Restate the records word for word, omitting nothing.

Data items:
----

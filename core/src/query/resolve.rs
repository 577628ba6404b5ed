//! Resolution of select lists into result rows.
//!
//! Once FROM is known, every select item is resolved to its tag, its SQL
//! type and its final nullability. The resolved list fixes the Rust row
//! type of a query, and it is what CTEs and derived tables expose as
//! fields.

use core::fmt;
use core::marker::PhantomData;

use crate::builder::{ItemList, SelectItem};
use crate::expr::{Expr, NonNull, NullOr, NullVia, Nullability, Scalar};
use crate::names::NameSet;
use crate::row::SQLTypeToRust;
use crate::sql::SQL;
use crate::traits::{
    Cons, Here, Name, Nil, ScopeTable, ScopedColumn, SubsetOf, There, ToSQL, TypeSet,
    with_tuple_sizes,
};
use crate::types::DataType;

/// One resolved result column: tag, SQL type and nullability.
pub struct Resolved<Tag, T, N>(PhantomData<fn() -> (Tag, T, N)>);

/// A `Cons` list of [`Resolved`] columns.
pub trait ResolvedList: TypeSet + 'static {
    /// Rust value types, as a `Cons` list.
    type Values;
    /// SQL types, as a `Cons` list.
    type Columns;

    /// Result column names, in order.
    const NAMES: NameSet;
}

impl ResolvedList for Nil {
    type Values = Nil;
    type Columns = Nil;

    const NAMES: NameSet = NameSet::EMPTY;
}

impl<Tag, T, N, Rest> ResolvedList for Cons<Resolved<Tag, T, N>, Rest>
where
    Tag: Name,
    T: SQLTypeToRust,
    N: Nullability,
    Rest: ResolvedList,
{
    type Values = Cons<N::Wrap<T::Rust>, Rest::Values>;
    type Columns = Cons<T, Rest::Columns>;

    const NAMES: NameSet = NameSet::EMPTY.with(Tag::NAME).union(Rest::NAMES);
}

/// Nullability of select item `I` in a statement providing `P`.
///
/// NULL if the expression is, if the item is dynamic, or if a table it
/// reads sits on the nullable side of an outer join.
pub type ItemNullable<I, P, Ix> = NullOr<
    NullOr<<<I as SelectItem>::Expr as Expr>::Nullable, <I as SelectItem>::Dynamic>,
    <NullVia<<I as SelectItem>::Expr> as SubsetOf<P, Ix>>::Nullable,
>;

/// Resolves a select list against the provided set `P`.
pub trait ResolveRow<P, Indices>: ItemList {
    type Resolved: ResolvedList;
}

impl<P> ResolveRow<P, Nil> for Nil {
    type Resolved = Nil;
}

impl<I, Rest, P, Ix, Rs> ResolveRow<P, Cons<Ix, Rs>> for Cons<I, Rest>
where
    I: SelectItem,
    Rest: ResolveRow<P, Rs>,
    NullVia<I::Expr>: SubsetOf<P, Ix>,
    <I::Expr as Expr>::SQLType: SQLTypeToRust,
{
    type Resolved = Cons<
        Resolved<I::Tag, <I::Expr as Expr>::SQLType, ItemNullable<I, P, Ix>>,
        Rest::Resolved,
    >;
}

/// The resolved list of `Items` in a statement providing `P`.
pub type Resolve<Items, P, Rs> = <Items as ResolveRow<P, Rs>>::Resolved;

/// Finds the resolved column tagged `Tag`.
#[diagnostic::on_unimplemented(
    message = "no column `{Tag}` in `{Self}`",
    label = "unknown field",
    note = "fields of a CTE or derived table are the tags of its select list"
)]
pub trait FindItem<Tag, Index> {
    type Found;
}

impl<Tag, T, N, Rest> FindItem<Tag, Here> for Cons<Resolved<Tag, T, N>, Rest> {
    type Found = Resolved<Tag, T, N>;
}

impl<Tag, Head, Rest, I> FindItem<Tag, There<I>> for Cons<Head, Rest>
where
    Rest: FindItem<Tag, I>,
{
    type Found = Rest::Found;
}

// =============================================================================
// Rows
// =============================================================================

/// Converts a `Cons` list of types into the matching tuple.
pub trait IntoTuple {
    type Tuple;
}

impl IntoTuple for Nil {
    type Tuple = ();
}

macro_rules! impl_into_tuple {
    ($($T:ident),+; $($idx:tt),+) => {
        impl<$($T),+> IntoTuple for crate::__type_list!($($T),+) {
            type Tuple = ($($T,)+);
        }
    };
}

with_tuple_sizes!(impl_into_tuple);

/// Rust row type of a resolved list.
pub type RowOf<Res> = <<Res as ResolvedList>::Values as IntoTuple>::Tuple;

// =============================================================================
// Fields of CTEs and derived tables
// =============================================================================

/// A column of a CTE or derived table `S`, resolved as `R`.
pub struct Field<S, R>(PhantomData<fn() -> (S, R)>);

impl<S, R> Field<S, R> {
    pub(crate) fn new() -> Self {
        Field(PhantomData)
    }
}

impl<S, R> Clone for Field<S, R> {
    fn clone(&self) -> Self {
        *self
    }
}

impl<S, R> Copy for Field<S, R> {}

impl<S, R> Default for Field<S, R> {
    fn default() -> Self {
        Self::new()
    }
}

impl<S: ScopeTable, Tag: Name, T, N> fmt::Debug for Field<S, Resolved<Tag, T, N>> {
    fn fmt(&self, f: &mut fmt::Formatter<'_>) -> fmt::Result {
        write!(f, "Field({}.{})", S::SCOPE_NAME, Tag::NAME)
    }
}

impl<S: ScopeTable, Tag: Name, T, N> ToSQL for Field<S, Resolved<Tag, T, N>> {
    fn to_sql(&self) -> SQL {
        SQL::qualified(S::SCOPE_NAME, Tag::NAME)
    }
}

impl<S, Tag, T, N> Expr for Field<S, Resolved<Tag, T, N>>
where
    S: ScopeTable,
    Tag: Name,
    T: DataType,
    N: Nullability,
{
    type SQLType = T;
    type Nullable = N;
    type Aggregate = Scalar;
    type Tables = Cons<S, Nil>;
    type Ungrouped = Cons<Self, Nil>;
    type Subqueries = Nil;
}

impl<S, Tag, T, N> ScopedColumn for Field<S, Resolved<Tag, T, N>>
where
    S: ScopeTable,
    Tag: Name,
    T: DataType,
    N: Nullability,
{
    type Scope = S;
}

impl<S, Tag, T, N> SelectItem for Field<S, Resolved<Tag, T, N>>
where
    S: ScopeTable,
    Tag: Name,
    T: DataType,
    N: Nullability,
{
    type Tag = Tag;
    type Expr = Self;
    type Dynamic = NonNull;

    fn item_sql(self) -> SQL {
        self.into_sql()
    }
}

crate::__expr_ops!([S, Tag, T, N] Field<S, Resolved<Tag, T, N>>);
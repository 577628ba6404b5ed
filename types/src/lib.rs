//! Shared type definitions for sqlweave
//!
//! This crate provides the pieces that every sqlweave crate agrees on:
//!
//! - [`Dialect`] - Database dialect enum (SQLite, PostgreSQL, MySQL)
//! - SQL data type markers in the [`sql`] module
//!
//! # Features
//!
//! - `std` - Standard library support (enabled by default)
//! - `serde` - Enable serde serialization/deserialization of [`Dialect`]

#![cfg_attr(not(feature = "std"), no_std)]

extern crate alloc;

mod dialect;
pub mod sql;

pub use dialect::{Dialect, DialectParseError};

/// Prelude module for commonly used types
pub mod prelude {
    pub use crate::Dialect;
    pub use crate::sql::{
        ArithmeticOutput, BigInt, Binary, Bool, BooleanLike, Bytes, Compatible, DataType, Date,
        Double, Float, Floating, Int, Integral, Numeric, SmallInt, Temporal, Text, Textual, Time,
        Timestamp, VarChar,
    };
}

----

**Reply**
filename core/src/query/resolve.rs
repository 577628ba6404b5ed
//! Resolution of select lists into result rows.
//!
//! Once FROM is known, every select item is resolved to its tag, its SQL
//! type and its final nullability. The resolved list fixes the Rust row
//! type of a query, and it is what CTEs and derived tables expose as
//! fields.

use core::fmt;
use core::marker::PhantomData;

use crate::builder::{ItemList, SelectItem};
use crate::expr::{Expr, NonNull, NullOr, NullVia, Nullability, Scalar};
use crate::names::NameSet;
use crate::row::SQLTypeToRust;
use crate::sql::SQL;
use crate::traits::{
    Cons, Here, Name, Nil, ScopeTable, ScopedColumn, SubsetOf, There, ToSQL, TypeSet,
    with_tuple_sizes,
};
use crate::types::DataType;

/// One resolved result column: tag, SQL type and nullability.
pub struct Resolved<Tag, T, N>(PhantomData<fn() -> (Tag, T, N)>);

/// A `Cons` list of [`Resolved`] columns.
pub trait ResolvedList: TypeSet + 'static {
    /// Rust value types, as a `Cons` list.
    type Values;
    /// SQL types, as a `Cons` list.
    type Columns;

    /// Result column names, in order.
    const NAMES: NameSet;
}

impl ResolvedList for Nil {
    type Values = Nil;
    type Columns = Nil;

    const NAMES: NameSet = NameSet::EMPTY;
}

impl<Tag, T, N, Rest> ResolvedList for Cons<Resolved<Tag, T, N>, Rest>
where
    Tag: Name,
    T: SQLTypeToRust,
    N: Nullability,
    Rest: ResolvedList,
{
    type Values = Cons<N::Wrap<T::Rust>, Rest::Values>;
    type Columns = Cons<T, Rest::Columns>;

    const NAMES: NameSet = NameSet::EMPTY.with(Tag::NAME).union(Rest::NAMES);
}

/// Nullability of select item `I` in a statement providing `P`.
///
/// NULL if the expression is, if the item is dynamic, or if a table it
/// reads sits on the nullable side of an outer join.
pub type ItemNullable<I, P, Ix> = NullOr<
    NullOr<<<I as SelectItem>::Expr as Expr>::Nullable, <I as SelectItem>::Dynamic>,
    <NullVia<<I as SelectItem>::Expr> as SubsetOf<P, Ix>>::Nullable,
>;

/// Resolves a select list against the provided set `P`.
pub trait ResolveRow<P, Indices>: ItemList {
    type Resolved: ResolvedList;
}

impl<P> ResolveRow<P, Nil> for Nil {
    type Resolved = Nil;
}

impl<I, Rest, P, Ix, Rs> ResolveRow<P, Cons<Ix, Rs>> for Cons<I, Rest>
where
    I: SelectItem,
    Rest: ResolveRow<P, Rs>,
    NullVia<I::Expr>: SubsetOf<P, Ix>,
    <I::Expr as Expr>::SQLType: SQLTypeToRust,
{
    type Resolved = Cons<
        Resolved<I::Tag, <I::Expr as Expr>::SQLType, ItemNullable<I, P, Ix>>,
        Rest::Resolved,
    >;
}

/// The resolved list of `Items` in a statement providing `P`.
pub type Resolve<Items, P, Rs> = <Items as ResolveRow<P, Rs>>::Resolved;

/// Finds the resolved column tagged `Tag`.
#[diagnostic::on_unimplemented(
    message = "no column `{Tag}` in `{Self}`",
    label = "unknown field",
    note = "fields of a CTE or derived table are the tags of its select list"
)]
pub trait FindItem<Tag, Index> {
    type Found;
}

impl<Tag, T, N, Rest> FindItem<Tag, Here> for Cons<Resolved<Tag, T, N>, Rest> {
    type Found = Resolved<Tag, T, N>;
}

impl<Tag, Head, Rest, I> FindItem<Tag, There<I>> for Cons<Head, Rest>
where
    Rest: FindItem<Tag, I>,
{
    type Found = Rest::Found;
}

// =============================================================================
// Rows
// =============================================================================

/// Converts a `Cons` list of types into the matching tuple.
pub trait IntoTuple {
    type Tuple;
}

impl IntoTuple for Nil {
    type Tuple = ();
}

macro_rules! impl_into_tuple {
    ($($T:ident),+; $($idx:tt),+) => {
        impl<$($T),+> IntoTuple for crate::__type_list!($($T),+) {
            type Tuple = ($($T,)+);
        }
    };
}

with_tuple_sizes!(impl_into_tuple);

/// Rust row type of a resolved list.
pub type RowOf<Res> = <<Res as ResolvedList>::Values as IntoTuple>::Tuple;

// =============================================================================
// Fields of CTEs and derived tables
// =============================================================================

/// A column of a CTE or derived table `S`, resolved as `R`.
pub struct Field<S, R>(PhantomData<fn() -> (S, R)>);

impl<S, R> Field<S, R> {
    pub(crate) fn new() -> Self {
        Field(PhantomData)
    }
}

impl<S, R> Clone for Field<S, R> {
    fn clone(&self) -> Self {
        *self
    }
}

impl<S, R> Copy for Field<S, R> {}

impl<S, R> Default for Field<S, R> {
    fn default() -> Self {
        Self::new()
    }
}

impl<S: ScopeTable, Tag: Name, T, N> fmt::Debug for Field<S, Resolved<Tag, T, N>> {
    fn fmt(&self, f: &mut fmt::Formatter<'_>) -> fmt::Result {
        write!(f, "Field({}.{})", S::SCOPE_NAME, Tag::NAME)
    }
}

impl<S: ScopeTable, Tag: Name, T, N> ToSQL for Field<S, Resolved<Tag, T, N>> {
    fn to_sql(&self) -> SQL {
        SQL::qualified(S::SCOPE_NAME, Tag::NAME)
    }
}

impl<S, Tag, T, N> Expr for Field<S, Resolved<Tag, T, N>>
where
    S: ScopeTable,
    Tag: Name,
    T: DataType,
    N: Nullability,
{
    type SQLType = T;
    type Nullable = N;
    type Aggregate = Scalar;
    type Tables = Cons<S, Nil>;
    type Ungrouped = Cons<Self, Nil>;
    type Subqueries = Nil;
}

impl<S, Tag, T, N> ScopedColumn for Field<S, Resolved<Tag, T, N>>
where
    S: ScopeTable,
    Tag: Name,
    T: DataType,
    N: Nullability,
{
    type Scope = S;
}

impl<S, Tag, T, N> SelectItem for Field<S, Resolved<Tag, T, N>>
where
    S: ScopeTable,
    Tag: Name,
    T: DataType,
    N: Nullability,
{
    type Tag = Tag;
    type Expr = Self;
    type Dynamic = NonNull;

    fn item_sql(self) -> SQL {
        self.into_sql()
    }
}

crate::__expr_ops!([S, Tag, T, N] Field<S, Resolved<Tag, T, N>>);
repository 577628ba6404b5ed
filename types/src/lib.rs
//! Shared type definitions for sqlweave
//!
//! This crate provides the pieces that every sqlweave crate agrees on:
//!
//! - [`Dialect`] - Database dialect enum (SQLite, PostgreSQL, MySQL)
//! - SQL data type markers in the [`sql`] module
//!
//! # Features
//!
//! - `std` - Standard library support (enabled by default)
//! - `serde` - Enable serde serialization/deserialization of [`Dialect`]

#![cfg_attr(not(feature = "std"), no_std)]

extern crate alloc;

mod dialect;
pub mod sql;

pub use dialect::{Dialect, DialectParseError};

/// Prelude module for commonly used types
pub mod prelude {
    pub use crate::Dialect;
    pub use crate::sql::{
        ArithmeticOutput, BigInt, Binary, Bool, BooleanLike, Bytes, Compatible, DataType, Date,
        Double, Float, Floating, Int, Integral, Numeric, SmallInt, Temporal, Text, Textual, Time,
        Timestamp, VarChar,
    };
}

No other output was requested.